[Entries supplied Boundary: Start]

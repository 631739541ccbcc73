//! In-memory ledger substrate
//!
//! Holds user token balances and LP balances next to a `PoolRegistry` and
//! applies engine transitions atomically: every balance the transition
//! touches is checked and computed first, then the pool commit runs, then the
//! precomputed balances are written. Any failure leaves the ledger unchanged.

use cpamm_common::{AmmError, SwapDirection};
use cpamm_program::{engine, InitializeParams, PoolRegistry, PoolState, Transition, VerifiedCaller};
use pinocchio::pubkey::Pubkey;
use std::collections::HashMap;
use thiserror::Error;

#[derive(Debug, Clone, PartialEq, Eq, Error)]
pub enum LedgerError {
    #[error("pool rejected operation: {0}")]
    Pool(AmmError),

    #[error("insufficient token balance: have {have}, need {need}")]
    InsufficientFunds { have: u64, need: u64 },

    #[error("balance overflow")]
    Overflow,
}

impl LedgerError {
    /// Stable name used to match expected outcomes in scenarios
    pub fn name(&self) -> String {
        match self {
            LedgerError::Pool(e) => format!("{:?}", e),
            LedgerError::InsufficientFunds { .. } => "InsufficientFunds".to_string(),
            LedgerError::Overflow => "Overflow".to_string(),
        }
    }
}

// AmmError is no_std and has no std::error::Error impl, so no #[from]
impl From<AmmError> for LedgerError {
    fn from(e: AmmError) -> Self {
        LedgerError::Pool(e)
    }
}

pub type Result<T> = std::result::Result<T, LedgerError>;

#[derive(Debug, Default)]
pub struct Ledger {
    registry: PoolRegistry,
    /// (owner, mint) -> balance
    tokens: HashMap<(Pubkey, Pubkey), u64>,
    /// (pool seed, owner) -> LP balance
    lp: HashMap<(u64, Pubkey), u64>,
}

impl Ledger {
    pub fn new() -> Self {
        Self::default()
    }

    pub fn registry(&self) -> &PoolRegistry {
        &self.registry
    }

    pub fn pool(&self, seed: u64) -> Result<&PoolState> {
        Ok(self.registry.get(seed)?)
    }

    pub fn balance(&self, owner: &Pubkey, mint: &Pubkey) -> u64 {
        self.tokens.get(&(*owner, *mint)).copied().unwrap_or(0)
    }

    pub fn lp_balance(&self, seed: u64, owner: &Pubkey) -> u64 {
        self.lp.get(&(seed, *owner)).copied().unwrap_or(0)
    }

    /// Credit tokens out of thin air (test and scenario funding)
    pub fn fund(&mut self, owner: Pubkey, mint: Pubkey, amount: u64) -> Result<()> {
        let entry = self.tokens.entry((owner, mint)).or_insert(0);
        *entry = entry.checked_add(amount).ok_or(LedgerError::Overflow)?;
        Ok(())
    }

    pub fn create_pool(&mut self, params: &InitializeParams) -> Result<&PoolState> {
        let pool = self.registry.initialize(params)?;
        log::info!(
            "pool {} created: fee {} bps, authority {}",
            params.seed,
            params.fee_bps,
            params.authority.is_some()
        );
        Ok(pool)
    }

    pub fn deposit(
        &mut self,
        seed: u64,
        caller: &Pubkey,
        lp_amount: u64,
        max_x: u64,
        max_y: u64,
    ) -> Result<Transition> {
        let t = engine::deposit(self.pool(seed)?, lp_amount, max_x, max_y)?;
        self.commit(seed, caller, &t)?;
        Ok(t)
    }

    pub fn withdraw(
        &mut self,
        seed: u64,
        caller: &Pubkey,
        lp_amount: u64,
        min_x: u64,
        min_y: u64,
    ) -> Result<Transition> {
        let held = self.lp_balance(seed, caller);
        let t = engine::withdraw(self.pool(seed)?, lp_amount, min_x, min_y, held)?;
        self.commit(seed, caller, &t)?;
        Ok(t)
    }

    pub fn swap(
        &mut self,
        seed: u64,
        caller: &Pubkey,
        amount_in: u64,
        direction: SwapDirection,
        min_out: u64,
    ) -> Result<Transition> {
        let t = engine::swap(self.pool(seed)?, amount_in, direction, min_out)?;
        self.commit(seed, caller, &t)?;
        Ok(t)
    }

    pub fn lock(&mut self, seed: u64, caller: &Pubkey) -> Result<Transition> {
        let verified = VerifiedCaller::assume_verified(*caller);
        let t = engine::lock(self.pool(seed)?, &verified)?;
        self.commit(seed, caller, &t)?;
        Ok(t)
    }

    pub fn unlock(&mut self, seed: u64, caller: &Pubkey) -> Result<Transition> {
        let verified = VerifiedCaller::assume_verified(*caller);
        let t = engine::unlock(self.pool(seed)?, &verified)?;
        self.commit(seed, caller, &t)?;
        Ok(t)
    }

    /// Apply a transition computed elsewhere on behalf of `caller`
    pub fn commit(&mut self, seed: u64, caller: &Pubkey, t: &Transition) -> Result<()> {
        let pool = self.pool(seed)?;
        let (mint_x, mint_y) = (pool.config.mint_x, pool.config.mint_y);
        let d = &t.delta;

        let x = settle(self.balance(caller, &mint_x), d.x_in, d.x_out)?;
        let y = settle(self.balance(caller, &mint_y), d.y_in, d.y_out)?;
        let lp = settle_lp(self.lp_balance(seed, caller), d.lp_minted, d.lp_burned)?;

        self.registry.commit(seed, t)?;

        if d.x_in != 0 || d.x_out != 0 {
            self.tokens.insert((*caller, mint_x), x);
        }
        if d.y_in != 0 || d.y_out != 0 {
            self.tokens.insert((*caller, mint_y), y);
        }
        if d.lp_minted != 0 || d.lp_burned != 0 {
            self.lp.insert((seed, *caller), lp);
        }

        log::debug!(
            "pool {} {} committed at seqno {}: {:?}",
            seed,
            t.op.name(),
            t.next.seqno,
            d
        );
        Ok(())
    }
}

/// Caller balance after paying `paid` into the pool and receiving `received`
fn settle(balance: u64, paid: u64, received: u64) -> Result<u64> {
    let after_pay = balance
        .checked_sub(paid)
        .ok_or(LedgerError::InsufficientFunds {
            have: balance,
            need: paid,
        })?;
    after_pay.checked_add(received).ok_or(LedgerError::Overflow)
}

fn settle_lp(balance: u64, minted: u64, burned: u64) -> Result<u64> {
    let after_burn = balance
        .checked_sub(burned)
        .ok_or(LedgerError::Pool(AmmError::InsufficientBalance))?;
    after_burn.checked_add(minted).ok_or(LedgerError::Overflow)
}

#[cfg(test)]
mod tests {
    use super::*;

    const ADMIN: Pubkey = [7; 32];
    const ALICE: Pubkey = [10; 32];
    const BOB: Pubkey = [11; 32];
    const MINT_X: Pubkey = [1; 32];
    const MINT_Y: Pubkey = [2; 32];

    fn ledger() -> Ledger {
        let mut ledger = Ledger::new();
        ledger
            .create_pool(&InitializeParams {
                seed: 12345,
                fee_bps: 300,
                authority: Some(ADMIN),
                mint_x: MINT_X,
                mint_y: MINT_Y,
                bump: 0,
                lp_bump: 0,
            })
            .unwrap();
        for user in [ALICE, BOB] {
            ledger.fund(user, MINT_X, 1_000_000_000).unwrap();
            ledger.fund(user, MINT_Y, 1_000_000_000).unwrap();
        }
        ledger
    }

    #[test]
    fn test_deposit_moves_balances() {
        let mut ledger = ledger();
        ledger.deposit(12345, &ALICE, 0, 200_000_000, 300_000_000).unwrap();

        assert_eq!(ledger.balance(&ALICE, &MINT_X), 800_000_000);
        assert_eq!(ledger.balance(&ALICE, &MINT_Y), 700_000_000);
        assert_eq!(ledger.lp_balance(12345, &ALICE), 244_948_974);

        let pool = ledger.pool(12345).unwrap();
        assert_eq!(pool.reserve_x(), 200_000_000);
        assert_eq!(pool.lp_supply(), 244_948_974);
    }

    #[test]
    fn test_swap_settles_both_legs() {
        let mut ledger = ledger();
        ledger.deposit(12345, &ALICE, 0, 300_000_000, 450_000_000).unwrap();
        let t = ledger
            .swap(12345, &BOB, 10_000_000, SwapDirection::XToY, 1)
            .unwrap();

        assert_eq!(t.delta.y_out, 14_094_285);
        assert_eq!(ledger.balance(&BOB, &MINT_X), 990_000_000);
        assert_eq!(ledger.balance(&BOB, &MINT_Y), 1_014_094_285);
    }

    #[test]
    fn test_unfunded_caller_changes_nothing() {
        let mut ledger = ledger();
        ledger.deposit(12345, &ALICE, 0, 200_000_000, 300_000_000).unwrap();
        let before = *ledger.pool(12345).unwrap();

        let carol = [12; 32];
        let err = ledger
            .swap(12345, &carol, 1_000, SwapDirection::XToY, 0)
            .unwrap_err();
        assert_eq!(err, LedgerError::InsufficientFunds { have: 0, need: 1_000 });
        assert_eq!(err.name(), "InsufficientFunds");
        assert_eq!(ledger.pool(12345).unwrap(), &before);
    }

    #[test]
    fn test_withdraw_uses_caller_lp_balance() {
        let mut ledger = ledger();
        ledger.deposit(12345, &ALICE, 0, 200_000_000, 300_000_000).unwrap();

        let err = ledger.withdraw(12345, &BOB, 1, 0, 0).unwrap_err();
        assert_eq!(err, LedgerError::Pool(AmmError::InsufficientBalance));

        let all = ledger.lp_balance(12345, &ALICE);
        ledger.withdraw(12345, &ALICE, all, 0, 0).unwrap();
        assert_eq!(ledger.balance(&ALICE, &MINT_X), 1_000_000_000);
        assert_eq!(ledger.balance(&ALICE, &MINT_Y), 1_000_000_000);
        assert_eq!(ledger.lp_balance(12345, &ALICE), 0);
    }

    #[test]
    fn test_stale_transition_rejected() {
        let mut ledger = ledger();
        ledger.deposit(12345, &ALICE, 0, 200_000_000, 300_000_000).unwrap();

        let snapshot = *ledger.pool(12345).unwrap();
        let a = engine::swap(&snapshot, 1_000_000, SwapDirection::XToY, 0).unwrap();
        let b = engine::swap(&snapshot, 1_000_000, SwapDirection::XToY, 0).unwrap();

        ledger.commit(12345, &BOB, &a).unwrap();
        let bob_x = ledger.balance(&BOB, &MINT_X);
        assert_eq!(
            ledger.commit(12345, &BOB, &b),
            Err(LedgerError::Pool(AmmError::StaleState))
        );
        assert_eq!(ledger.balance(&BOB, &MINT_X), bob_x);
    }

    #[test]
    fn test_lock_requires_authority() {
        let mut ledger = ledger();
        ledger.deposit(12345, &ALICE, 0, 200_000_000, 300_000_000).unwrap();

        assert_eq!(
            ledger.lock(12345, &ALICE).unwrap_err(),
            LedgerError::Pool(AmmError::Unauthorized)
        );
        ledger.lock(12345, &ADMIN).unwrap();
        assert_eq!(
            ledger
                .swap(12345, &BOB, 1_000, SwapDirection::XToY, 0)
                .unwrap_err(),
            LedgerError::Pool(AmmError::PoolLocked)
        );
        ledger.unlock(12345, &ADMIN).unwrap();
        assert!(ledger.swap(12345, &BOB, 1_000, SwapDirection::XToY, 0).is_ok());
    }
}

[Entries supplied Boundary: End]

▸ What to work on
Start at the first line of the entries and stop at the line that contains "runs, then the". Repeat every line in that span exactly, and nothing beyond it.

▸ Task output
repository 631739541ccbcc73
//! In-memory ledger substrate
//!
//! Holds user token balances and LP balances next to a `PoolRegistry` and
//! applies engine transitions atomically: every balance the transition
//! touches is checked and computed first, then the pool commit runs, then the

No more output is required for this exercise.